Character: This is where you should always start. Do you trust the person’s character? Are they trustworthy, moral and reliable? Are they someone you will have confidence in to always do the right thing? Or is their character questionable? Are they dogged by rumours of loose morals, inappropriate words and behaviour, or financial misdeeds? If their character is in question, then it’s always a bad idea to take them on the team. No matter how gifted they may be, the fall out from their character defects further down the line will cost you far more than any benefit they were able to bring to the project. So character is always the first thing to consider when recruiting team members.

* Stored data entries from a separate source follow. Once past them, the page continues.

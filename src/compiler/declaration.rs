// Declarations extracted from shader source
//
// These records are immutable once the extractor produces them and are shared
// between pipeline stages behind `Arc`.

use std::fmt;

use super::glsl_types::BaseType;

/// Where a declaration was found. `file` is the unit's stable source key.
#[derive(Debug, Clone, Default, PartialEq, Eq, Hash)]
pub struct SourceLocation {
    pub file: String,
    pub line: u32,
    pub column: u32,
}

impl fmt::Display for SourceLocation {
    fn fmt(&self, f: &mut fmt::Formatter<'_>) -> fmt::Result {
        write!(f, "{}:{}:{}", self.file, self.line, self.column)
    }
}

/// `[name:value]` annotation written above a declaration.
#[derive(Debug, Clone, PartialEq, Eq, Hash)]
pub struct Attribute {
    pub name: String,
    pub value: String,
}

/// `layout(...)` values that apply to a single uniform, not to its type.
#[derive(Debug, Clone, Copy, Default, PartialEq, Eq, Hash)]
pub struct FieldQualifiers {
    pub binding: Option<u32>,
    pub location: Option<u32>,
}

#[derive(Debug, Clone, PartialEq, Eq)]
pub struct FieldDeclaration {
    pub type_name: String,
    pub field_name: String,
    /// Positive compile-time length; `None` for non-array fields.
    pub array_length: Option<u32>,
    pub qualifiers: FieldQualifiers,
    pub source: SourceLocation,
}

impl FieldDeclaration {
    pub fn base_type(&self) -> Option<BaseType> {
        BaseType::parse(&self.type_name)
    }

    /// Same type, name and array length. Source position is ignored.
    pub fn same_shape(&self, other: &Self) -> bool {
        self.type_name == other.type_name
            && self.field_name == other.field_name
            && self.array_length == other.array_length
    }
}

/// Memory layout standard requested by a uniform block.
#[derive(Debug, Clone, Copy, Default, PartialEq, Eq, Hash)]
pub enum Packing {
    #[default]
    Std140,
    Std430,
    Packed,
    Shared,
}

impl Packing {
    pub fn parse(name: &str) -> Option<Self> {
        Some(match name {
            "std140" => Packing::Std140,
            "std430" => Packing::Std430,
            "packed" => Packing::Packed,
            "shared" => Packing::Shared,
            _ => return None,
        })
    }

    pub fn as_str(self) -> &'static str {
        match self {
            Packing::Std140 => "std140",
            Packing::Std430 => "std430",
            Packing::Packed => "packed",
            Packing::Shared => "shared",
        }
    }
}

#[derive(Debug, Clone, PartialEq, Eq)]
pub enum DeclarationKind {
    /// Plain `struct Name { ... };`
    Struct,
    /// `layout(...) uniform Name { ... } instance;`
    UniformBlock {
        binding_slot: Option<u32>,
        instance_name: Option<String>,
        packing: Packing,
    },
    /// Synthetic aggregate holding a unit's free-standing uniforms.
    UniformSet,
}

impl DeclarationKind {
    /// Part of the structural fingerprint. Binding slots and instance names
    /// do not change the host type and are left out.
    pub fn hash_tag(&self) -> String {
        match self {
            DeclarationKind::Struct => "struct".to_string(),
            DeclarationKind::UniformBlock { packing, .. } => format!("block:{}", packing.as_str()),
            DeclarationKind::UniformSet => "uniforms".to_string(),
        }
    }
}

#[derive(Debug, Clone, PartialEq, Eq)]
pub struct TypeDeclaration {
    pub name: String,
    pub kind: DeclarationKind,
    pub fields: Vec<FieldDeclaration>,
    pub attributes: Vec<Attribute>,
    pub source: SourceLocation,
}

impl TypeDeclaration {
    pub fn is_uniform_block(&self) -> bool {
        matches!(self.kind, DeclarationKind::UniformBlock { .. })
    }

    pub fn binding_slot(&self) -> Option<u32> {
        match self.kind {
            DeclarationKind::UniformBlock { binding_slot, .. } => binding_slot,
            _ => None,
        }
    }

    /// Names of the non-base types this declaration's fields refer to, in
    /// field order, without repeats.
    pub fn dependencies(&self) -> Vec<&str> {
        let mut names: Vec<&str> = Vec::new();
        for field in &self.fields {
            if field.base_type().is_none() && !names.contains(&field.type_name.as_str()) {
                names.push(&field.type_name);
            }
        }
        names
    }

    /// Same kind and field-for-field identical.
    pub fn same_shape(&self, other: &Self) -> bool {
        self.kind.hash_tag() == other.kind.hash_tag()
            && self.fields.len() == other.fields.len()
            && self
                .fields
                .iter()
                .zip(&other.fields)
                .all(|(a, b)| a.same_shape(b))
    }

    pub fn field(&self, name: &str) -> Option<&FieldDeclaration> {
        self.fields.iter().find(|field| field.field_name == name)
    }
}

/// Free-standing `uniform Type name;` outside any block.
#[derive(Debug, Clone, PartialEq, Eq)]
pub struct UniformDeclaration {
    pub type_name: String,
    pub name: String,
    pub array_length: Option<u32>,
    pub qualifiers: FieldQualifiers,
    pub attributes: Vec<Attribute>,
    pub source: SourceLocation,
}

impl UniformDeclaration {
    pub fn as_field(&self) -> FieldDeclaration {
        FieldDeclaration {
            type_name: self.type_name.clone(),
            field_name: self.name.clone(),
            array_length: self.array_length,
            qualifiers: self.qualifiers,
            source: self.source.clone(),
        }
    }
}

Chemistry: Will they fit in well with the rest of your team? Any team is a delicate balance of individuals working together for a common goal. Bringing in a new person always runs the risk of upsetting the dynamic you already have together. Does this new person already know anyone on the existing team? And do they get on? For a high performance team, the ability of people to work well together is far more important than their ability to simply work well.
Competence: Are they competent in the role you want them to take on? Do they have the skills, the talent, the networks and the aptitude to get the job done you are asking of them? Or if not, do they at least have the likelihood of being able to get up to speed quickly? Remember, competence can be taught far more easily than character can be changed, or chemistry can be manufactured.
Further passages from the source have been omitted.